Many of these Latino immigrants are bringing illegal drugs into this country and contributing to the destruction of today's youth.  For the most part they have little desire to speak English and it appears American culture is stupidly adapting all its documentation, signage, instructions and reading material to accommodate the Hispanic culture.

I entered a Chase bank branch today and was greeted with an advertisement, "Bank Statements Now in Spanish."  I can't imagine my grandparents asking for their bank statements to be printed in Yiddish.  They came here to America and proudly learned the English language.

Europeans came to the U.S. - post-Revolutionary war -  in search of religious freedom, for economic opportunity and the promise of land as the western United States became opened for settlement.

In the nineteenth century immigrants also came from Europe to flee hardships,  The Irish people left their homeland in the 1840s due to the Potato Famine; Germans and Italians also sought asylum in the New World because of political upheaval in their homelands.  The Chinese came to the U.S. in the 1860s and most of them landed on the West Coast and greatly contributed to the building of the railroad that reaches across the U.S.

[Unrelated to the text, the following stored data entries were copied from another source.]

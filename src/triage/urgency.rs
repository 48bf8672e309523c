use super::types::{ConditionCategory, ImageFinding, UrgencyLevel};

/// Merge the text-derived base urgency with an optional image finding.
///
/// The image can only raise urgency, never lower it: an image-derived
/// `Immediate` always wins, and the result is never below either input.
pub fn resolve_urgency(category: &ConditionCategory, image_finding: Option<&ImageFinding>) -> UrgencyLevel {
    match image_finding {
        Some(finding) => category.base_urgency.max(finding.urgency),
        None => category.base_urgency,
    }
}

/// Whether the image pushed the turn into `Immediate` on its own.
pub fn escalated_to_emergency(category: &ConditionCategory, resolved: UrgencyLevel) -> bool {
    resolved == UrgencyLevel::Immediate && category.base_urgency < UrgencyLevel::Immediate
}
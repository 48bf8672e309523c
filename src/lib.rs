pub mod config;
pub mod intake; // Attachment decode + speech capture
pub mod service; // Per-session turn orchestration
pub mod triage; // Classification engine

use tracing_subscriber::EnvFilter;

pub use config::{RankingStrategy, TriageConfig};
pub use intake::{RawAttachment, SpeechCapture, TranscriptEvent, TranscriptSender};
pub use service::{PendingAnalysis, TriageService};
pub use triage::{
    AnalysisResult, DefaultTriageEngine, ImageBlob, ImageFinding, IntakeRecord, SessionStore,
    TriageEngine, TriageError, TriageReferenceData, UrgencyLevel,
};

/// Install the global tracing subscriber.
///
/// Filter comes from `RUST_LOG`, falling back to `config::default_log_filter()`.
/// Safe to call more than once; later calls are no-ops.
pub fn init_tracing() {
    let installed = tracing_subscriber::fmt()
        .with_env_filter(
            EnvFilter::try_from_default_env()
                .unwrap_or_else(|_| EnvFilter::new(config::default_log_filter())),
        )
        .try_init()
        .is_ok();

    if installed {
        tracing::info!("{} starting v{}", config::APP_NAME, config::APP_VERSION);
    }
}
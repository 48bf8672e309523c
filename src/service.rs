//! Triage service: runs one pipeline turn per submission and writes the
//! result into the session store.
//!
//! Key properties:
//! - One pending turn per session. A new submission aborts the pending one
//!   (last-submission-wins, never first-completion-wins).
//! - Each turn carries the session's request token; the store rejects a
//!   commit whose token is no longer current.
//! - A failed turn commits nothing; the previous result stays visible.
//! - Sessions are held until `end_session` or `evict_idle_sessions`.

use std::collections::{HashMap, HashSet};
use std::sync::{Arc, Mutex};
use std::time::Duration;

use tokio::sync::oneshot;
use tokio::task::{AbortHandle, JoinHandle};
use uuid::Uuid;

use crate::config::TriageConfig;
use crate::intake::{decode_attachments, RawAttachment};
use crate::triage::engine::DefaultTriageEngine;
use crate::triage::normalizer::normalize;
use crate::triage::store::SessionStore;
use crate::triage::types::{AnalysisResult, TriageEngine, TriageError};

type SharedEngine = Arc<dyn TriageEngine + Send + Sync>;
type PendingMap = Arc<Mutex<HashMap<Uuid, (u64, AbortHandle)>>>;

// ═══════════════════════════════════════════════════════════
// PendingAnalysis
// ═══════════════════════════════════════════════════════════

/// A submitted turn awaiting its result.
#[derive(Debug)]
pub struct PendingAnalysis {
    session_id: Uuid,
    token: u64,
    rx: oneshot::Receiver<Result<AnalysisResult, TriageError>>,
    task: JoinHandle<()>,
}

impl PendingAnalysis {
    pub fn session_id(&self) -> Uuid {
        self.session_id
    }

    pub fn token(&self) -> u64 {
        self.token
    }

    /// Wait for the turn. `Superseded` if a newer submission replaced it,
    /// `TaskFailed` if the turn panicked.
    pub async fn wait(self) -> Result<AnalysisResult, TriageError> {
        match self.rx.await {
            Ok(outcome) => outcome,
            Err(_) => match self.task.await {
                Err(e) if e.is_panic() => {
                    tracing::error!(session = %self.session_id, token = self.token, "Triage turn panicked");
                    Err(TriageError::TaskFailed(e.to_string()))
                }
                _ => Err(TriageError::Superseded),
            },
        }
    }
}

// ═══════════════════════════════════════════════════════════
// TriageService
// ═══════════════════════════════════════════════════════════

pub struct TriageService {
    engine: SharedEngine,
    store: Arc<SessionStore>,
    config: TriageConfig,
    pending: PendingMap,
}

impl TriageService {
    pub fn new(engine: SharedEngine, config: TriageConfig) -> Self {
        Self {
            engine,
            store: Arc::new(SessionStore::new()),
            config,
            pending: Arc::new(Mutex::new(HashMap::new())),
        }
    }

    /// Service over the built-in reference data.
    pub fn with_builtin(config: TriageConfig) -> Self {
        let engine = DefaultTriageEngine::builtin_with(config.ranking);
        Self::new(Arc::new(engine), config)
    }

    pub fn config(&self) -> &TriageConfig {
        &self.config
    }

    /// Read-only view of the session results.
    pub fn store(&self) -> &SessionStore {
        &self.store
    }

    /// Latest committed result for a session.
    pub fn latest(&self, session_id: &Uuid) -> Result<Option<AnalysisResult>, TriageError> {
        self.store.latest(session_id)
    }

    /// Start a turn: decode → normalize → simulated delay → analyze → commit.
    ///
    /// Any turn still pending for the session is aborted. Must be called
    /// inside a Tokio runtime.
    pub fn submit(
        &self,
        session_id: Uuid,
        text: impl Into<String>,
        attachments: Vec<RawAttachment>,
    ) -> Result<PendingAnalysis, TriageError> {
        let text = text.into();
        let (tx, rx) = oneshot::channel();

        // Token issue and handle swap share one critical section, so the
        // newest token always owns the pending slot.
        let mut map = self.pending.lock().map_err(|_| TriageError::LockFailed)?;
        let token = self.store.begin_request(session_id)?;

        let engine = Arc::clone(&self.engine);
        let store = Arc::clone(&self.store);
        let pending = Arc::clone(&self.pending);
        let config = self.config.clone();

        let task = tokio::spawn(async move {
            let outcome = run_turn(engine.as_ref(), &config, &text, attachments)
                .await
                .and_then(|result| match store.commit(session_id, token, result.clone()) {
                    Ok(true) => Ok(result),
                    Ok(false) => Err(TriageError::Superseded),
                    Err(e) => Err(e),
                });

            if let Err(e) = &outcome {
                tracing::debug!(session = %session_id, token, error = %e, "Triage turn ended without result");
            }
            clear_pending(&pending, session_id, token);
            let _ = tx.send(outcome);
        });

        let previous = map.insert(session_id, (token, task.abort_handle()));
        drop(map);

        if let Some((old_token, handle)) = previous {
            if !handle.is_finished() {
                tracing::warn!(
                    session = %session_id,
                    superseded = old_token,
                    current = token,
                    "New submission supersedes pending analysis"
                );
            }
            handle.abort();
        }

        Ok(PendingAnalysis {
            session_id,
            token,
            rx,
            task,
        })
    }

    /// Abort the pending turn for a session, if any. The last committed
    /// result stays in place.
    pub fn cancel(&self, session_id: &Uuid) -> Result<bool, TriageError> {
        let mut map = self.pending.lock().map_err(|_| TriageError::LockFailed)?;
        let Some((token, handle)) = map.remove(session_id) else {
            return Ok(false);
        };
        handle.abort();
        // Invalidate the token so a turn racing past abort cannot commit.
        self.store.begin_request(*session_id)?;
        drop(map);

        tracing::debug!(session = %session_id, token, "Pending analysis cancelled");
        Ok(true)
    }

    /// Abort any pending turn and drop the session's stored result.
    pub fn end_session(&self, session_id: &Uuid) -> Result<(), TriageError> {
        self.cancel(session_id)?;
        self.store.evict(session_id)
    }

    /// Drop every session with no running turn whose last request or result
    /// is at least `max_idle` old. Returns how many were removed.
    pub fn evict_idle_sessions(&self, max_idle: Duration) -> Result<usize, TriageError> {
        let Ok(max_idle) = chrono::Duration::from_std(max_idle) else {
            return Ok(0);
        };
        let Some(cutoff) = chrono::Local::now().naive_local().checked_sub_signed(max_idle) else {
            return Ok(0);
        };

        let mut map = self.pending.lock().map_err(|_| TriageError::LockFailed)?;
        map.retain(|_, (_, handle)| !handle.is_finished());
        let running: HashSet<Uuid> = map.keys().copied().collect();
        self.store.evict_idle(cutoff, &running)
    }

    /// Whether a turn is still running for the session.
    pub fn is_pending(&self, session_id: &Uuid) -> Result<bool, TriageError> {
        let map = self.pending.lock().map_err(|_| TriageError::LockFailed)?;
        Ok(map
            .get(session_id)
            .map(|(_, handle)| !handle.is_finished())
            .unwrap_or(false))
    }
}

async fn run_turn(
    engine: &(dyn TriageEngine + Send + Sync),
    config: &TriageConfig,
    text: &str,
    attachments: Vec<RawAttachment>,
) -> Result<AnalysisResult, TriageError> {
    let blobs = decode_attachments(attachments, config).await?;
    let intake = normalize(text, blobs)?;

    let delay = config.delay_for(intake.attachments().len());
    if !delay.is_zero() {
        tokio::time::sleep(delay).await;
    }

    engine.analyze(&intake)
}

fn clear_pending(pending: &PendingMap, session_id: Uuid, token: u64) {
    if let Ok(mut map) = pending.lock() {
        if map.get(&session_id).map(|(t, _)| *t) == Some(token) {
            map.remove(&session_id);
        }
    }
}
// Game timing constants
pub const TICK_INTERVAL_MS: u64 = 100;
pub const INPUT_POLL_MS: u64 = 50;

// Room dimensions, outer wall ring included
pub const ROOM_WIDTH: i32 = 10;
pub const ROOM_HEIGHT: i32 = 10;

// Display glyphs
pub const PLAYER_CHAR: char = '@';
pub const ENEMY_CHAR: char = 'E';
pub const BOSS_CHAR: char = 'B';
pub const ITEM_CHAR: char = 'I';
pub const WALL_CHAR: char = '#';
pub const EMPTY_CHAR: char = '.';

// Starting stats
pub const PLAYER_HEALTH: u32 = 100;
pub const PLAYER_ATTACK_DAMAGE: u32 = 10;
pub const ENEMY_HEALTH: u32 = 50;
pub const ENEMY_ATTACK_DAMAGE: u32 = 5;
pub const BOSS_HEALTH: u32 = 200;

// Session setup
pub const ENEMY_COUNT: usize = 3;
pub const PLAYER_SPAWN: (i32, i32) = (5, 5);
pub const ITEM_SPAWN: (i32, i32) = (2, 3);
pub const BOSS_SPAWN: (i32, i32) = (8, 8);
pub const BOSS_NAME: &str = "Final Boss";
pub const STARTING_ITEM_NAME: &str = "Health Potion";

I have more stats to share in another blog.  I merely want you to get a better grasp of immigration when the phrase is used, "We are a nation of immigrants."  In response, I would say, "we are a nation of legal immigrants who became former immigrants."

When our ancestors came to the U.S. they had to deal with immigration laws and quotas.  There were certain requirements that had to be met. They came to the U.S. as respectful people who had great admiration for the laws of the New World. They did not come here with the intent to flaunt the U.S. Constitution as is taking place today.  The rule of law regarding immigration is being ignored. Our politicians are to blame.

The state of Arizona which has courageously passed stringent immigration laws to stem the tide of illegal immigration in their state is actually trying to being their state into conformity with federal immigration laws that have already been passed and signed into law by past presidents of the United States of America. Can we condemn them for that?

Remember this one statement from today's blog: We are a nation of former immigrants . . . not illegal immigrants.